EXERCISE INSTRUCTIONS –
Word for word, restate each entry that appears below.

[Source records]
***

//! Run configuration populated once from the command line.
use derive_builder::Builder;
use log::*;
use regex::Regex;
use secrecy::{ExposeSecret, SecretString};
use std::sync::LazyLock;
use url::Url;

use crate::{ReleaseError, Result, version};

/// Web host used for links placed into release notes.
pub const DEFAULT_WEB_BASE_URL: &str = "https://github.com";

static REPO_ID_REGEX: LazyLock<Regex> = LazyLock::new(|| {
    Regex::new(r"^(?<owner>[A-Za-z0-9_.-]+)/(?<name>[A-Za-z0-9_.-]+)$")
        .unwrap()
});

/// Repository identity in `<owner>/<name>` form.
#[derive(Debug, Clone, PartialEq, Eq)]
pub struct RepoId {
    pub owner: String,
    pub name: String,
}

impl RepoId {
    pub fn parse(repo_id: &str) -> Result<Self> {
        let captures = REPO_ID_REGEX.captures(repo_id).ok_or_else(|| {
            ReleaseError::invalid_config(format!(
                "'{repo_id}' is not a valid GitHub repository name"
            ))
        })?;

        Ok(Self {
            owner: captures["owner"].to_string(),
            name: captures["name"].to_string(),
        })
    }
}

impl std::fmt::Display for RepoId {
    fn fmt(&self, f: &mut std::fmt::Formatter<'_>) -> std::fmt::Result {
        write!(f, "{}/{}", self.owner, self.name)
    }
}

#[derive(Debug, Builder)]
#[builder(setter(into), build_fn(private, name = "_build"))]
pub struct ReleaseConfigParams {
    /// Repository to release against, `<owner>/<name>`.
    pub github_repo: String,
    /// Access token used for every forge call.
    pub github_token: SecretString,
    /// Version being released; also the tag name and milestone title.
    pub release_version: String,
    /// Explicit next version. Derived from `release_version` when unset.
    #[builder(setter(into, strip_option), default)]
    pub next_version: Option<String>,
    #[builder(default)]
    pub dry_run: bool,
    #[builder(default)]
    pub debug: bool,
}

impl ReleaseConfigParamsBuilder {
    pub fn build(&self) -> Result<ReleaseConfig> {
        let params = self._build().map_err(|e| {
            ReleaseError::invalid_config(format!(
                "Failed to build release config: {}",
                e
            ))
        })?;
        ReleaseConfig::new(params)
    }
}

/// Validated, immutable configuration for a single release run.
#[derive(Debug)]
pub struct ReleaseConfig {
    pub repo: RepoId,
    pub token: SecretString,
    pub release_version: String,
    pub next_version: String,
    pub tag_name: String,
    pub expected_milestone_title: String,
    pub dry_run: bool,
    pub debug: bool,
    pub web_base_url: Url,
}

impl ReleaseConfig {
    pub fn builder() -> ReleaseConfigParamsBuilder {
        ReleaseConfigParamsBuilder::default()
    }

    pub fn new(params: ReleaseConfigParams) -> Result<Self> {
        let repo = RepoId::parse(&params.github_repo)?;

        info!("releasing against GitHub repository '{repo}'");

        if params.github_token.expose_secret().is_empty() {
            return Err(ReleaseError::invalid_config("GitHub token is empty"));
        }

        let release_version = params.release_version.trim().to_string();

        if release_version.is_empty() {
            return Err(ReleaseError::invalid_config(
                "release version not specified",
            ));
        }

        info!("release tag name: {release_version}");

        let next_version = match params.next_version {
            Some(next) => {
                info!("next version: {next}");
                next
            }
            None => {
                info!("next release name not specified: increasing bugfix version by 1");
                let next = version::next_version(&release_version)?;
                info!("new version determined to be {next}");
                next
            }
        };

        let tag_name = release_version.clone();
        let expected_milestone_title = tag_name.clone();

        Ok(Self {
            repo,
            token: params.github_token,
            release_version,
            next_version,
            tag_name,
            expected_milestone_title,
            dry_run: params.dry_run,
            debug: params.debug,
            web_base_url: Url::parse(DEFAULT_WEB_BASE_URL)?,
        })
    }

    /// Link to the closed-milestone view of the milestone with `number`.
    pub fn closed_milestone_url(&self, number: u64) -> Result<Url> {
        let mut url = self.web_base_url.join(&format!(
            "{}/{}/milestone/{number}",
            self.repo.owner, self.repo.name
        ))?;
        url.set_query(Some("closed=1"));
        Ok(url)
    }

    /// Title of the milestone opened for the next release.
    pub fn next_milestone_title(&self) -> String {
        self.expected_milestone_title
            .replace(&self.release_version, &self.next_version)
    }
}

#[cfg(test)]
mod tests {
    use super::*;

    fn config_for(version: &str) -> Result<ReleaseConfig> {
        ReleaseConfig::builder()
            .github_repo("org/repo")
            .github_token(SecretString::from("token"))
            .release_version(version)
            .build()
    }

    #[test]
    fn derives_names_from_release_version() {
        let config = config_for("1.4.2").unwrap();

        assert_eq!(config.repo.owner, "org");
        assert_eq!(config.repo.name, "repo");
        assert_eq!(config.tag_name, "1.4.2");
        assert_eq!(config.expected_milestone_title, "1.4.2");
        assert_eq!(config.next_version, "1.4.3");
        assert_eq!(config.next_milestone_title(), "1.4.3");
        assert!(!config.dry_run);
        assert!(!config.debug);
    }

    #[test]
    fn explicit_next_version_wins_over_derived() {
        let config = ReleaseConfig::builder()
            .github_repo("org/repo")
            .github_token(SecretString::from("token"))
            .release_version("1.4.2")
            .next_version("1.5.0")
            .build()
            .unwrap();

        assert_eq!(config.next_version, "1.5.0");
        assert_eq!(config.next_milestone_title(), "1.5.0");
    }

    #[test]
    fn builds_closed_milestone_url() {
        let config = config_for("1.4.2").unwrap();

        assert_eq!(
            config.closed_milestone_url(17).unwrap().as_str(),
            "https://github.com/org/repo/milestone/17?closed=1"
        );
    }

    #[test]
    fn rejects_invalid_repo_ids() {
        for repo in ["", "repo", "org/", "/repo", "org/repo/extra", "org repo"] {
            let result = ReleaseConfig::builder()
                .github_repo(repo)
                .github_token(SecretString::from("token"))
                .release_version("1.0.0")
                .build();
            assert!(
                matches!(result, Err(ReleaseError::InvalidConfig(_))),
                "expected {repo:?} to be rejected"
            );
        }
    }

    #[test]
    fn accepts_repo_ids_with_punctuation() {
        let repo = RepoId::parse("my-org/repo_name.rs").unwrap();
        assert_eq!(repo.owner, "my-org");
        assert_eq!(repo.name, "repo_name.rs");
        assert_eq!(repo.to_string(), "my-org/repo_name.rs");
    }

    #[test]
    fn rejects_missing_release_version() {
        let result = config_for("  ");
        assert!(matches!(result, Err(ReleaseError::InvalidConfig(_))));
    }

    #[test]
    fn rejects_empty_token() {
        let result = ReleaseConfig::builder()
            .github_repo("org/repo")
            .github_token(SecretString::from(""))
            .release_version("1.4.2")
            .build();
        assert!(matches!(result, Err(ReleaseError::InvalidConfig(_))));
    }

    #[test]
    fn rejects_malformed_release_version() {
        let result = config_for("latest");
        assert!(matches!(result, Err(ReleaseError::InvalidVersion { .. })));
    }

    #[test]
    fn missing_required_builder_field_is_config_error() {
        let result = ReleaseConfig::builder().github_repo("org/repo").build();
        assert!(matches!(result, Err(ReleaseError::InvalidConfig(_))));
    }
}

***

TASK RESPONSE –
//! Run configuration populated once from the command line.
use derive_builder::Builder;
use log::*;
use regex::Regex;
use secrecy::{ExposeSecret, SecretString};
use std::sync::LazyLock;
use url::Url;

use crate::{ReleaseError, Result, version};

/// Web host used for links placed into release notes.
pub const DEFAULT_WEB_BASE_URL: &str = "https://github.com";

static REPO_ID_REGEX: LazyLock<Regex> = LazyLock::new(|| {
    Regex::new(r"^(?<owner>[A-Za-z0-9_.-]+)/(?<name>[A-Za-z0-9_.-]+)$")
        .unwrap()
});

/// Repository identity in `<owner>/<name>` form.
#[derive(Debug, Clone, PartialEq, Eq)]
pub struct RepoId {
    pub owner: String,
    pub name: String,
}

impl RepoId {
    pub fn parse(repo_id: &str) -> Result<Self> {
        let captures = REPO_ID_REGEX.captures(repo_id).ok_or_else(|| {
            ReleaseError::invalid_config(format!(
                "'{repo_id}' is not a valid GitHub repository name"
            ))
        })?;

        Ok(Self {
            owner: captures["owner"].to_string(),
            name: captures["name"].to_string(),
        })
    }
}

impl std::fmt::Display for RepoId {
    fn fmt(&self, f: &mut std::fmt::Formatter<'_>) -> std::fmt::Result {
        write!(f, "{}/{}", self.owner, self.name)
    }
}

#[derive(Debug, Builder)]
#[builder(setter(into), build_fn(private, name = "_build"))]
pub struct ReleaseConfigParams {
    /// Repository to release against, `<owner>/<name>`.
    pub github_repo: String,
    /// Access token used for every forge call.
    pub github_token: SecretString,
    /// Version being released; also the tag name and milestone title.
    pub release_version: String,
    /// Explicit next version. Derived from `release_version` when unset.
    #[builder(setter(into, strip_option), default)]
    pub next_version: Option<String>,
    #[builder(default)]
    pub dry_run: bool,
    #[builder(default)]
    pub debug: bool,
}

impl ReleaseConfigParamsBuilder {
    pub fn build(&self) -> Result<ReleaseConfig> {
        let params = self._build().map_err(|e| {
            ReleaseError::invalid_config(format!(
                "Failed to build release config: {}",
                e
            ))
        })?;
        ReleaseConfig::new(params)
    }
}

/// Validated, immutable configuration for a single release run.
#[derive(Debug)]
pub struct ReleaseConfig {
    pub repo: RepoId,
    pub token: SecretString,
    pub release_version: String,
    pub next_version: String,
    pub tag_name: String,
    pub expected_milestone_title: String,
    pub dry_run: bool,
    pub debug: bool,
    pub web_base_url: Url,
}

impl ReleaseConfig {
    pub fn builder() -> ReleaseConfigParamsBuilder {
        ReleaseConfigParamsBuilder::default()
    }

    pub fn new(params: ReleaseConfigParams) -> Result<Self> {
        let repo = RepoId::parse(&params.github_repo)?;

        info!("releasing against GitHub repository '{repo}'");

        if params.github_token.expose_secret().is_empty() {
            return Err(ReleaseError::invalid_config("GitHub token is empty"));
        }

        let release_version = params.release_version.trim().to_string();

        if release_version.is_empty() {
            return Err(ReleaseError::invalid_config(
                "release version not specified",
            ));
        }

        info!("release tag name: {release_version}");

        let next_version = match params.next_version {
            Some(next) => {
                info!("next version: {next}");
                next
            }
            None => {
                info!("next release name not specified: increasing bugfix version by 1");
                let next = version::next_version(&release_version)?;
                info!("new version determined to be {next}");
                next
            }
        };

        let tag_name = release_version.clone();
        let expected_milestone_title = tag_name.clone();

        Ok(Self {
            repo,
            token: params.github_token,
            release_version,
            next_version,
            tag_name,
            expected_milestone_title,
            dry_run: params.dry_run,
            debug: params.debug,
            web_base_url: Url::parse(DEFAULT_WEB_BASE_URL)?,
        })
    }

    /// Link to the closed-milestone view of the milestone with `number`.
    pub fn closed_milestone_url(&self, number: u64) -> Result<Url> {
        let mut url = self.web_base_url.join(&format!(
            "{}/{}/milestone/{number}",
            self.repo.owner, self.repo.name
        ))?;
        url.set_query(Some("closed=1"));
        Ok(url)
    }

    /// Title of the milestone opened for the next release.
    pub fn next_milestone_title(&self) -> String {
        self.expected_milestone_title
            .replace(&self.release_version, &self.next_version)
    }
}

#[cfg(test)]
mod tests {
    use super::*;

    fn config_for(version: &str) -> Result<ReleaseConfig> {
        ReleaseConfig::builder()
            .github_repo("org/repo")
            .github_token(SecretString::from("token"))
            .release_version(version)
            .build()
    }

    #[test]
    fn derives_names_from_release_version() {
        let config = config_for("1.4.2").unwrap();

        assert_eq!(config.repo.owner, "org");
        assert_eq!(config.repo.name, "repo");
        assert_eq!(config.tag_name, "1.4.2");
        assert_eq!(config.expected_milestone_title, "1.4.2");
        assert_eq!(config.next_version, "1.4.3");
        assert_eq!(config.next_milestone_title(), "1.4.3");
        assert!(!config.dry_run);
        assert!(!config.debug);
    }

    #[test]
    fn explicit_next_version_wins_over_derived() {
        let config = ReleaseConfig::builder()
            .github_repo("org/repo")
            .github_token(SecretString::from("token"))
            .release_version("1.4.2")
            .next_version("1.5.0")
            .build()
            .unwrap();

        assert_eq!(config.next_version, "1.5.0");
        assert_eq!(config.next_milestone_title(), "1.5.0");
    }

    #[test]
    fn builds_closed_milestone_url() {
        let config = config_for("1.4.2").unwrap();

        assert_eq!(
            config.closed_milestone_url(17).unwrap().as_str(),
            "https://github.com/org/repo/milestone/17?closed=1"
        );
    }

    #[test]
    fn rejects_invalid_repo_ids() {
        for repo in ["", "repo", "org/", "/repo", "org/repo/extra", "org repo"] {
            let result = ReleaseConfig::builder()
                .github_repo(repo)
                .github_token(SecretString::from("token"))
                .release_version("1.0.0")
                .build();
            assert!(
                matches!(result, Err(ReleaseError::InvalidConfig(_))),
                "expected {repo:?} to be rejected"
            );
        }
    }

    #[test]
    fn accepts_repo_ids_with_punctuation() {
        let repo = RepoId::parse("my-org/repo_name.rs").unwrap();
        assert_eq!(repo.owner, "my-org");
        assert_eq!(repo.name, "repo_name.rs");
        assert_eq!(repo.to_string(), "my-org/repo_name.rs");
    }

    #[test]
    fn rejects_missing_release_version() {
        let result = config_for("  ");
        assert!(matches!(result, Err(ReleaseError::InvalidConfig(_))));
    }

    #[test]
    fn rejects_empty_token() {
        let result = ReleaseConfig::builder()
            .github_repo("org/repo")
            .github_token(SecretString::from(""))
            .release_version("1.4.2")
            .build();
        assert!(matches!(result, Err(ReleaseError::InvalidConfig(_))));
    }

    #[test]
    fn rejects_malformed_release_version() {
        let result = config_for("latest");
        assert!(matches!(result, Err(ReleaseError::InvalidVersion { .. })));
    }

    #[test]
    fn missing_required_builder_field_is_config_error() {
        let result = ReleaseConfig::builder().github_repo("org/repo").build();
        assert!(matches!(result, Err(ReleaseError::InvalidConfig(_))));
    }
}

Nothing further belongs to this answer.